WHAT THIS TASK INVOLVES: From the entries, copy every line that carries the string "Parser".

Saved entries:
----------------------------------------
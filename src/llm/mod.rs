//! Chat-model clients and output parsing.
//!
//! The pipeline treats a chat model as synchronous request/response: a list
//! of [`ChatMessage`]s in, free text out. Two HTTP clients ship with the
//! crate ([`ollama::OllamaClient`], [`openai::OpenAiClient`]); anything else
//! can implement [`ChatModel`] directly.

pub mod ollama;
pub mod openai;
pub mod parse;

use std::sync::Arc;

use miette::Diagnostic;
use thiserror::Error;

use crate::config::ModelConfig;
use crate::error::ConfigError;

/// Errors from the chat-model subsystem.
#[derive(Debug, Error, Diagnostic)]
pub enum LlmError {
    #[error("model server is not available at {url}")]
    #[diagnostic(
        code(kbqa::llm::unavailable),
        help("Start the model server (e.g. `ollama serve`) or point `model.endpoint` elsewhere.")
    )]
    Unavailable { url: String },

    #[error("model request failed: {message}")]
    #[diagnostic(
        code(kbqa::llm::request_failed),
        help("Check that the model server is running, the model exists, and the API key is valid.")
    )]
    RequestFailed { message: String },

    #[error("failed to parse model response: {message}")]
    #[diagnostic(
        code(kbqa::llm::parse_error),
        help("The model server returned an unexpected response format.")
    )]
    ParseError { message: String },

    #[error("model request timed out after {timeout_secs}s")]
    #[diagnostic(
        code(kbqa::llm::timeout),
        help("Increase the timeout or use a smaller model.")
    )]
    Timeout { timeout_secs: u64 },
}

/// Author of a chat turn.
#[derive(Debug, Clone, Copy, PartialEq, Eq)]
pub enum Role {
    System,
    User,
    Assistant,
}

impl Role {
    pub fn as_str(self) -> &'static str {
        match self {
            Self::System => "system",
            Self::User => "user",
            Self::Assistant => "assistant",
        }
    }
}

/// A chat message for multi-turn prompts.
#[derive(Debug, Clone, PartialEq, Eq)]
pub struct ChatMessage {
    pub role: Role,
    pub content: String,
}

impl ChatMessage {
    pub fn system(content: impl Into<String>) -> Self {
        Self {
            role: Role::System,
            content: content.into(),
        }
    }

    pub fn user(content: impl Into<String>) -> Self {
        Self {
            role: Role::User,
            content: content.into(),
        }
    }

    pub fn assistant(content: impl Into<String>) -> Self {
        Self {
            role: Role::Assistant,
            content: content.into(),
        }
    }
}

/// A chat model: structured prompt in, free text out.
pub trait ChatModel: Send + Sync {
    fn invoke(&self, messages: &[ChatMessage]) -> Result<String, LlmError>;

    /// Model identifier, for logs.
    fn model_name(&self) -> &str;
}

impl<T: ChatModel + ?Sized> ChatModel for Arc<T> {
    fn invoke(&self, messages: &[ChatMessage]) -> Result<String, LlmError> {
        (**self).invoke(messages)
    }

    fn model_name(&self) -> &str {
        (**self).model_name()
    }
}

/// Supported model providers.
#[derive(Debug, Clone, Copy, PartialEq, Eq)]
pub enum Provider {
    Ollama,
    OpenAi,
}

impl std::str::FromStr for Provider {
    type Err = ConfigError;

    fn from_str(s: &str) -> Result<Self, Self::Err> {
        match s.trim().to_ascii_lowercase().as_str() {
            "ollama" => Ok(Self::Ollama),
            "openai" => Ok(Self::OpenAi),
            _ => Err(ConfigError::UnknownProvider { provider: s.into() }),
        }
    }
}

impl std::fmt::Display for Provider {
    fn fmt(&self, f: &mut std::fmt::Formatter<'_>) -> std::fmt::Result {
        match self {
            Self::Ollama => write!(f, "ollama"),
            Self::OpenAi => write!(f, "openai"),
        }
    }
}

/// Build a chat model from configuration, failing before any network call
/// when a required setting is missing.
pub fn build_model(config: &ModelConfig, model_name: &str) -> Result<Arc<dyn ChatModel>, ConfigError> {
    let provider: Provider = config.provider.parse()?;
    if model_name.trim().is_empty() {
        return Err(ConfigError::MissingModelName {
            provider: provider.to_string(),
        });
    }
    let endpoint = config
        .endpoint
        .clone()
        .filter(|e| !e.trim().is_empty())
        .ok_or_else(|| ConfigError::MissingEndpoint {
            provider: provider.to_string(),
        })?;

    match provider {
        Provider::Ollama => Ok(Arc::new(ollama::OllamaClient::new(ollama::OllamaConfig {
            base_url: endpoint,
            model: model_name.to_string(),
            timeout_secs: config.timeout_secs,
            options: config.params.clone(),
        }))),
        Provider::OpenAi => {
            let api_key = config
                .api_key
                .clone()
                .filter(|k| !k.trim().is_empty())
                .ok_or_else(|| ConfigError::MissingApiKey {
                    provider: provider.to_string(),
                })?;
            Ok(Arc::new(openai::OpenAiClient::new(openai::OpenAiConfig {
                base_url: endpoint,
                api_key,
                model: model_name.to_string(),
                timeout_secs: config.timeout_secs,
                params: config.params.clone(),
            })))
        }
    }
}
----------------------------------------
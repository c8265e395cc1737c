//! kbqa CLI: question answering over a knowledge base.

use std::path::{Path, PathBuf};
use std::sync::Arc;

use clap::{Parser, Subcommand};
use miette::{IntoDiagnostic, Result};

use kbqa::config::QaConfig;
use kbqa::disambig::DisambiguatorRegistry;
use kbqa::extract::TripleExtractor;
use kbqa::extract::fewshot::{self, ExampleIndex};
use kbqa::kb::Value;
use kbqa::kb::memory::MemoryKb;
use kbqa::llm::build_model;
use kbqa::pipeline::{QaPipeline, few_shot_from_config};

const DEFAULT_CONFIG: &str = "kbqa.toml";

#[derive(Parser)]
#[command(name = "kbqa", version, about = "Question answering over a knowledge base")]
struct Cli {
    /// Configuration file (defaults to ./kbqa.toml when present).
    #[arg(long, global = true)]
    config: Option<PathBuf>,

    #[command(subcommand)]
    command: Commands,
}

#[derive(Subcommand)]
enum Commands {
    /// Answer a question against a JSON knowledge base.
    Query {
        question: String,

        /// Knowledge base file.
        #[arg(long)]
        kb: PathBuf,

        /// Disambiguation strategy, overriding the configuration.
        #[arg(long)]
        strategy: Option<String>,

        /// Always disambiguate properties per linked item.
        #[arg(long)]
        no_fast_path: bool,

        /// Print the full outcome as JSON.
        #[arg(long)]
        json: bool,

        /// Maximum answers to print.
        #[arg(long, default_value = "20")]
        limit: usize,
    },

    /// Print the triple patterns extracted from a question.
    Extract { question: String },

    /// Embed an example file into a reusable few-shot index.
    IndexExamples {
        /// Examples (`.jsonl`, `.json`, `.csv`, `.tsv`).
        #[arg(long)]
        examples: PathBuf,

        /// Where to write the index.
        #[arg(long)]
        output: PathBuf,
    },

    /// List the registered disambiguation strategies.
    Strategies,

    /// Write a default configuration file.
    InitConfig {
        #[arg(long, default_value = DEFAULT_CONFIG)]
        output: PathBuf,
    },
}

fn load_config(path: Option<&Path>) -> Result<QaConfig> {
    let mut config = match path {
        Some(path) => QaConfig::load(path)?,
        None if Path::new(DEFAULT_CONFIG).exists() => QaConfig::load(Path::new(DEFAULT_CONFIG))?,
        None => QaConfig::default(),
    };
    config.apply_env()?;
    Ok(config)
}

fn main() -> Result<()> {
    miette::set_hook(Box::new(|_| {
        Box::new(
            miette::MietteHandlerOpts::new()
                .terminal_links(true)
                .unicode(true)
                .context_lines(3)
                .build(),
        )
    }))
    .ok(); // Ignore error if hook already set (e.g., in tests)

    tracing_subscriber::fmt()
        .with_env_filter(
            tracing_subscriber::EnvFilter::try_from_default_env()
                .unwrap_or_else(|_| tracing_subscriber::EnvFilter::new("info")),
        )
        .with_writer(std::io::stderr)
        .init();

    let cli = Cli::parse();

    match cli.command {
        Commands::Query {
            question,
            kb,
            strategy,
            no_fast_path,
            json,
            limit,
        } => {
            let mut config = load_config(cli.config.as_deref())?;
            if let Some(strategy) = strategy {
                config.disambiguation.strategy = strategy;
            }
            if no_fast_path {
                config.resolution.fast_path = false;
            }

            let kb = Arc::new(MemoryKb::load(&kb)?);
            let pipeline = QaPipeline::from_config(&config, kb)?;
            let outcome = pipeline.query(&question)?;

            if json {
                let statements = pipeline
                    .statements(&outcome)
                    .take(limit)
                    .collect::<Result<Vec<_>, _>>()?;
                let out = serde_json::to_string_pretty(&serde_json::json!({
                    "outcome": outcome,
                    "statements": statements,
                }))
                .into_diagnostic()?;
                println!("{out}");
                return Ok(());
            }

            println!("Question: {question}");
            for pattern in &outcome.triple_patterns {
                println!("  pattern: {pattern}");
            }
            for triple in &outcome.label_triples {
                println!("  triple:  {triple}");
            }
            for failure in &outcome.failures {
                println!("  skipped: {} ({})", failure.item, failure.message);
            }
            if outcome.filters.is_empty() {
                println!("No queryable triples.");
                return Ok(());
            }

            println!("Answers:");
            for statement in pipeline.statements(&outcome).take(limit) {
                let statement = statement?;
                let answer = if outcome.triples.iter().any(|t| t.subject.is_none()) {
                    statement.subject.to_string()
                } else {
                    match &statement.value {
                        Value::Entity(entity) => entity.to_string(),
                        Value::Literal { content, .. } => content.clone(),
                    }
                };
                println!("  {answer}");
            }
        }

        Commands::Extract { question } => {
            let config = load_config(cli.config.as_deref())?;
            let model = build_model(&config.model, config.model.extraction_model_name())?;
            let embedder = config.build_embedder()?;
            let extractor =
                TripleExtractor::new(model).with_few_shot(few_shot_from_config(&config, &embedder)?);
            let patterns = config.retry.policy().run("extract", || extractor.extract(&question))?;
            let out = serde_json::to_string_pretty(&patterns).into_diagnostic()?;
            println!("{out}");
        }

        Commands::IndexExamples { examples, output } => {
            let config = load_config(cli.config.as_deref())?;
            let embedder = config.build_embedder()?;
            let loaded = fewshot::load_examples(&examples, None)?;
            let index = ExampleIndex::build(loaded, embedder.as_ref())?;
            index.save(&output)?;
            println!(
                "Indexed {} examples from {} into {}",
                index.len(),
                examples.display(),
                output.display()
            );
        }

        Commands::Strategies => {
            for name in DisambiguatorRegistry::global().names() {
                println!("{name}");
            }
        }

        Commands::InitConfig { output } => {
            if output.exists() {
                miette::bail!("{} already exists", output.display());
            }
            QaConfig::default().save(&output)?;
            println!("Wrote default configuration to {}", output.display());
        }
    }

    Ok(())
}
----------------------------------------
SOLVED EXERCISE:
use clap::{Parser, Subcommand};
#[derive(Parser)]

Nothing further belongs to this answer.